* AIM OF THE EXERCISE
Each line of the data below from the one holding "Transition::ModalClose" to the one holding "let state = self.state.lock();", inclusive, is to be reproduced exactly; no other line belongs in the answer.

* DATA IN THIS EXERCISE
[Start of section]

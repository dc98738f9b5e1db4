//! Native host shell.
//!
//! # Components
//!
//! | Type | Description |
//! |------|-------------|
//! | [`Shell`] | Shared services and the open channels |
//! | [`ShellBuilder`] | Fluent configuration builder |
//! | [`BridgeOptions`] | Bridge configuration |
//!
//! # Example
//!
//! ```ignore
//! use std::sync::Arc;
//! use cobalt_bridge::{Host, Shell};
//!
//! let shell = Shell::builder()
//!     .routes_json(r#"{"controllers":{"default":{"kind":"Web"}}}"#)
//!     .screen_host(Arc::new(MyScreens::default()))
//!     .build()?;
//!
//! let root = shell.navigation().register_root(None, "index.html")?;
//! let channel = shell.open_channel(root);
//! channel.attach(Host::new(Arc::new(MyWebView::default())));
//! channel.resume();
//! ```

// ============================================================================
// Submodules
// ============================================================================

/// Fluent builder for shell configuration.
pub mod builder;

/// Core shell implementation.
pub mod core;

/// Bridge options.
pub mod options;

// ============================================================================
// Re-exports
// ============================================================================

pub use builder::ShellBuilder;
pub use core::Shell;
pub use options::{
    BridgeOptions, DEFAULT_BRIDGE_GLOBAL, DEFAULT_MAX_PENDING_REQUESTS, DEFAULT_REQUEST_TIMEOUT,
    DEFAULT_WEB_LAYER_FADE_DURATION,
};
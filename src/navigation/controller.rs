//! Navigation state machine over the screen history.
//!
//! Every operation computes its history mutation under the state lock, then
//! calls the [`ScreenHost`] after the lock is released, so a host may report
//! back (for example through [`NavigationController::screen_closed`]) from
//! inside `open`/`close`.
//!
//! # Modal transitions
//!
//! A single shared flag records whether the most recently opened screen was
//! presented modally. It selects the [`Transition`] on open and close:
//!
//! | Event | Flag before | Transition | Flag after |
//! |-------|-------------|------------|------------|
//! | open modal | any | `ModalOpen` | set |
//! | open inside modal | set | `ModalPush` | set |
//! | open | clear | `Default` | clear |
//! | close modal / dismiss | any | `ModalClose` | clear |
//! | close inside modal | set | `ModalPop` | set |
//! | close | clear | `Default` | clear |
//!
//! Nested modals share the flag, so only the innermost transition is exact.

// ============================================================================
// Imports
// ============================================================================

use std::fmt;
use std::sync::Arc;

use parking_lot::Mutex;
use serde_json::Value;
use tracing::{debug, info, warn};

use crate::error::{Error, Result};
use crate::identifiers::ScreenId;
use crate::protocol::NavigationTarget;

use super::history::{NavigationHistory, Screen};
use super::routes::{RouteResolver, ScreenDescriptor};

// ============================================================================
// Transition
// ============================================================================

/// Animation style for opening or closing a screen.
#[derive(Debug, Clone, Copy, PartialEq, Eq, Hash)]
pub enum Transition {
    /// No animation.
    None,
    /// Regular push / pop.
    Default,
    /// Modal presentation.
    ModalOpen,
    /// Modal dismissal.
    ModalClose,
    /// Push inside a modal flow.
    ModalPush,
    /// Pop inside a modal flow.
    ModalPop,
}

// ============================================================================
// ScreenHost
// ============================================================================

/// Host side of screen management.
///
/// All calls are made on the UI-owning context.
pub trait ScreenHost: Send + Sync {
    /// Opens a screen already appended to the history.
    fn open(&self, screen: &Screen, descriptor: &ScreenDescriptor, transition: Transition);

    /// Closes a screen already removed from the history.
    fn close(&self, screen: &Screen, transition: Transition);

    /// Page currently shown by a screen's live content.
    fn current_page(&self, screen: ScreenId) -> Option<String>;

    /// Returns `true` if the host can instantiate screens of this kind.
    fn knows_kind(&self, kind: &str) -> bool;
}

// ============================================================================
// ModalOrigin
// ============================================================================

/// Identity of the screen that presented a modal, for a later dismiss.
#[derive(Debug, Clone, PartialEq, Eq)]
pub struct ModalOrigin {
    /// Page of the presenting screen.
    pub page: Option<String>,
    /// Screen kind of the presenting screen.
    pub controller: String,
}

// ============================================================================
// Types
// ============================================================================

#[derive(Debug, Default)]
struct NavigationState {
    history: NavigationHistory,
    from_modal: bool,
}

impl NavigationState {
    fn open_transition(&mut self, modal: bool, animated: bool) -> Transition {
        let transition = if modal {
            self.from_modal = true;
            Transition::ModalOpen
        } else if self.from_modal {
            Transition::ModalPush
        } else {
            Transition::Default
        };

        if animated { transition } else { Transition::None }
    }

    fn close_transition(&mut self, screen: &Screen) -> Transition {
        if screen.is_modal {
            self.from_modal = false;
            Transition::ModalClose
        } else if self.from_modal {
            Transition::ModalPop
        } else {
            Transition::Default
        }
    }
}

/// Candidate for a backward history scan.
struct Candidate {
    index: usize,
    id: ScreenId,
    kind: String,
    page: Option<String>,
    hosts_guest: bool,
}

// ============================================================================
// NavigationController
// ============================================================================

/// Push / pop / modal / replace over an explicit [`NavigationHistory`].
pub struct NavigationController {
    state: Mutex<NavigationState>,
    resolver: Arc<dyn RouteResolver>,
    host: Arc<dyn ScreenHost>,
}

impl fmt::Debug for NavigationController {
    fn fmt(&self, f: &mut fmt::Formatter<'_>) -> fmt::Result {
        let state = self.state.lock();
        f.debug_struct("NavigationController")
            .field("screens", &state.history.len())
            .field("from_modal", &state.from_modal)
            .finish_non_exhaustive()
    }
}

// ============================================================================
// NavigationController - Construction & Queries
// ============================================================================

impl NavigationController {
    /// Creates a controller with an empty history.
    #[must_use]
    pub fn new(resolver: Arc<dyn RouteResolver>, host: Arc<dyn ScreenHost>) -> Self {
        Self {
            state: Mutex::new(NavigationState::default()),
            resolver,
            host,
        }
    }

    /// Snapshot of the history, oldest first.
    #[must_use]
    pub fn screens(&self) -> Vec<Screen> {
        self.state.lock().history.screens().to_vec()
    }

    /// Snapshot of one screen.
    #[must_use]
    pub fn screen(&self, id: ScreenId) -> Option<Screen> {
        self.state.lock().history.get(id).cloned()
    }

    /// Number of open screens.
    #[must_use]
    pub fn len(&self) -> usize {
        self.state.lock().history.len()
    }

    /// Returns `true` if no screen is open.
    #[must_use]
    pub fn is_empty(&self) -> bool {
        self.state.lock().history.is_empty()
    }

    /// Returns the shared modal flag.
    #[must_use]
    pub fn from_modal(&self) -> bool {
        self.state.lock().from_modal
    }

    /// Route resolver in use.
    #[inline]
    #[must_use]
    pub fn resolver(&self) -> &Arc<dyn RouteResolver> {
        &self.resolver
    }

    fn resolve(&self, target: &NavigationTarget) -> Result<ScreenDescriptor> {
        let descriptor = self
            .resolver
            .resolve(target.controller.as_deref(), &target.page)
            .ok_or_else(|| Error::unresolved_route(target.controller.as_deref(), &target.page))?;

        Ok(descriptor
            .with_bars(target.bars.clone())
            .with_data(target.data.clone()))
    }
}

// ============================================================================
// NavigationController - Host-registered Screens
// ============================================================================

impl NavigationController {
    /// Registers a screen the host opened itself (root, deep link).
    ///
    /// # Errors
    ///
    /// Returns [`Error::UnresolvedRoute`] if the resolver has no screen.
    pub fn register_root(&self, controller: Option<&str>, page: &str) -> Result<ScreenId> {
        let descriptor = self
            .resolver
            .resolve(controller, page)
            .ok_or_else(|| Error::unresolved_route(controller, page))?;

        Ok(self.register_screen(Screen::from_descriptor(&descriptor)))
    }

    /// Appends a screen the host opened itself, guest-hosting or headless.
    pub fn register_screen(&self, screen: Screen) -> ScreenId {
        let id = screen.id;
        debug!(screen = %id, kind = %screen.kind, "Screen registered");
        self.state.lock().history.push(screen);
        id
    }

    /// Removes a screen the host destroyed on its own.
    pub fn screen_closed(&self, id: ScreenId) -> Option<Screen> {
        let mut state = self.state.lock();
        let screen = state.history.remove(id)?;
        if screen.is_modal {
            state.from_modal = false;
        }
        debug!(screen = %id, remaining = state.history.len(), "Screen closed by host");
        Some(screen)
    }

    /// Takes the navigation payload waiting for a screen.
    pub fn take_data(&self, id: ScreenId) -> Option<Value> {
        self.state
            .lock()
            .history
            .get_mut(id)
            .and_then(|screen| screen.data.take())
    }

    /// Replaces a screen's bars configuration.
    ///
    /// # Errors
    ///
    /// Returns [`Error::ScreenNotFound`] if the screen is not in the history.
    pub fn update_bars(&self, id: ScreenId, bars: Option<Value>) -> Result<()> {
        let mut state = self.state.lock();
        let screen = state
            .history
            .get_mut(id)
            .ok_or_else(|| Error::screen_not_found(id))?;
        screen.bars = bars;
        Ok(())
    }
}
//! Builder for shell configuration.
//!
//! # Example
//!
//! ```ignore
//! use std::sync::Arc;
//! use cobalt_bridge::{Shell, UiThread};
//!
//! let shell = Shell::builder()
//!     .routes_json(include_str!("cobalt.json"))
//!     .screen_host(Arc::new(MyScreens::default()))
//!     .executor(Arc::new(UiThread::spawn()))
//!     .build()?;
//! ```

// ============================================================================
// Imports
// ============================================================================

use std::fmt;
use std::sync::Arc;

use tokio::runtime::Handle;
use tracing::debug;

use crate::bridge::{Plugin, PluginManager, PluginRegistry};
use crate::error::{Error, Result};
use crate::executor::{InlineUi, UiExecutor, UiThread};
use crate::navigation::{RouteResolver, RouteTable, ScreenHost};

use super::core::Shell;
use super::options::BridgeOptions;

// ============================================================================
// Types
// ============================================================================

/// Where routes come from.
#[derive(Clone)]
enum RouteSource {
    Resolver(Arc<dyn RouteResolver>),
    Json(String),
}

// ============================================================================
// ShellBuilder
// ============================================================================

/// Builder for configuring a [`Shell`].
///
/// Use [`Shell::builder()`] to create a new builder.
#[derive(Default, Clone)]
pub struct ShellBuilder {
    /// Route resolution.
    routes: Option<RouteSource>,
    /// Screen open/close callbacks.
    screen_host: Option<Arc<dyn ScreenHost>>,
    /// UI-owning executor.
    executor: Option<Arc<dyn UiExecutor>>,
    /// Bridge options.
    options: BridgeOptions,
    /// Custom plugin registry.
    registry: Option<Arc<dyn PluginRegistry>>,
    /// Plugins for the stock registry.
    plugins: Vec<(String, Arc<dyn Plugin>)>,
}

impl fmt::Debug for ShellBuilder {
    fn fmt(&self, f: &mut fmt::Formatter<'_>) -> fmt::Result {
        f.debug_struct("ShellBuilder")
            .field("routes", &self.routes.is_some())
            .field("screen_host", &self.screen_host.is_some())
            .field("executor", &self.executor.is_some())
            .field("options", &self.options)
            .field("plugins", &self.plugins.len())
            .finish_non_exhaustive()
    }
}

// ============================================================================
// ShellBuilder Implementation
// ============================================================================

impl ShellBuilder {
    /// Creates a builder with no configuration.
    #[inline]
    #[must_use]
    pub fn new() -> Self {
        Self::default()
    }

    /// Sets the route resolver.
    #[inline]
    #[must_use]
    pub fn resolver(mut self, resolver: Arc<dyn RouteResolver>) -> Self {
        self.routes = Some(RouteSource::Resolver(resolver));
        self
    }

    /// Uses a route table.
    #[inline]
    #[must_use]
    pub fn routes(self, table: RouteTable) -> Self {
        self.resolver(Arc::new(table))
    }

    /// Uses a route table parsed from JSON at build time.
    #[inline]
    #[must_use]
    pub fn routes_json(mut self, json: impl Into<String>) -> Self {
        self.routes = Some(RouteSource::Json(json.into()));
        self
    }

    /// Sets the screen host.
    #[inline]
    #[must_use]
    pub fn screen_host(mut self, host: Arc<dyn ScreenHost>) -> Self {
        self.screen_host = Some(host);
        self
    }

    /// Sets the UI-owning executor.
    #[inline]
    #[must_use]
    pub fn executor(mut self, executor: Arc<dyn UiExecutor>) -> Self {
        self.executor = Some(executor);
        self
    }

    /// Sets the bridge options.
    #[inline]
    #[must_use]
    pub fn options(mut self, options: BridgeOptions) -> Self {
        self.options = options;
        self
    }

    /// Replaces the stock plugin registry.
    #[inline]
    #[must_use]
    pub fn plugin_registry(mut self, registry: Arc<dyn PluginRegistry>) -> Self {
        self.registry = Some(registry);
        self
    }

    /// Registers a plugin with the stock registry.
    #[inline]
    #[must_use]
    pub fn plugin(mut self, name: impl Into<String>, plugin: Arc<dyn Plugin>) -> Self {
        self.plugins.push((name.into(), plugin));
        self
    }

    /// Builds the shell with validation.
    ///
    /// # Errors
    ///
    /// - [`Error::Config`] if routes or the screen host are not set, the
    ///   options are invalid, or plugins are given with a custom registry
    /// - [`Error::RouteConfig`] if the route JSON does not parse
    pub fn build(self) -> Result<Shell> {
        self.options.validate()?;
        let resolver = self.validate_routes()?;
        let screen_host = self.validate_screen_host()?;
        let registry = self.validate_plugins()?;

        let executor = self.executor.unwrap_or_else(default_executor);

        Ok(Shell::new(
            self.options,
            resolver,
            screen_host,
            executor,
            registry,
        ))
    }
}

/// A [`UiThread`] inside a tokio runtime, [`InlineUi`] outside.
fn default_executor() -> Arc<dyn UiExecutor> {
    if Handle::try_current().is_ok() {
        debug!("No executor configured, spawning a UI task");
        Arc::new(UiThread::spawn())
    } else {
        debug!("No executor configured, running UI jobs inline");
        Arc::new(InlineUi::new())
    }
}

// ============================================================================
// Validation
// ============================================================================

impl ShellBuilder {
    /// Validates the route configuration.
    fn validate_routes(&self) -> Result<Arc<dyn RouteResolver>> {
        let source = self.routes.clone().ok_or_else(|| {
            Error::config(
                "Routes are required. Use .routes(), .routes_json() or .resolver() to set them.\n\
                 Example: Shell::builder().routes_json(r#\"{\"controllers\":{\"default\":{\"kind\":\"Web\"}}}\"#)",
            )
        })?;

        match source {
            RouteSource::Resolver(resolver) => Ok(resolver),
            RouteSource::Json(json) => {
                let table = RouteTable::from_json(&json)?
                    .with_default_scroll_offset(self.options.infinite_scroll_offset);
                Ok(Arc::new(table))
            }
        }
    }

    /// Validates the screen host configuration.
    fn validate_screen_host(&self) -> Result<Arc<dyn ScreenHost>> {
        self.screen_host.clone().ok_or_else(|| {
            Error::config(
                "Screen host is required. Use .screen_host() to set it.\n\
                 The screen host opens and closes native screens.",
            )
        })
    }

    /// Validates the plugin configuration.
    fn validate_plugins(&self) -> Result<Arc<dyn PluginRegistry>> {
        match &self.registry {
            Some(_) if !self.plugins.is_empty() => Err(Error::config(
                "Plugins added with .plugin() need the stock registry.\n\
                 Register them with the custom registry passed to .plugin_registry() instead.",
            )),
            Some(registry) => Ok(Arc::clone(registry)),
            None => {
                let manager = PluginManager::new();
                for (name, plugin) in &self.plugins {
                    manager.register(name.clone(), Arc::clone(plugin));
                }
                Ok(Arc::new(manager))
            }
        }
    }
}

// ============================================================================
// Tests
// ============================================================================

[End of section]

* ANSWER
            Transition::ModalClose
        } else if self.from_modal {
            Transition::ModalPop
        } else {
            Transition::Default
        }
    }
}

/// Candidate for a backward history scan.
struct Candidate {
    index: usize,
    id: ScreenId,
    kind: String,
    page: Option<String>,
    hosts_guest: bool,
}

// ============================================================================
// NavigationController
// ============================================================================

/// Push / pop / modal / replace over an explicit [`NavigationHistory`].
pub struct NavigationController {
    state: Mutex<NavigationState>,
    resolver: Arc<dyn RouteResolver>,
    host: Arc<dyn ScreenHost>,
}

impl fmt::Debug for NavigationController {
    fn fmt(&self, f: &mut fmt::Formatter<'_>) -> fmt::Result {
        let state = self.state.lock();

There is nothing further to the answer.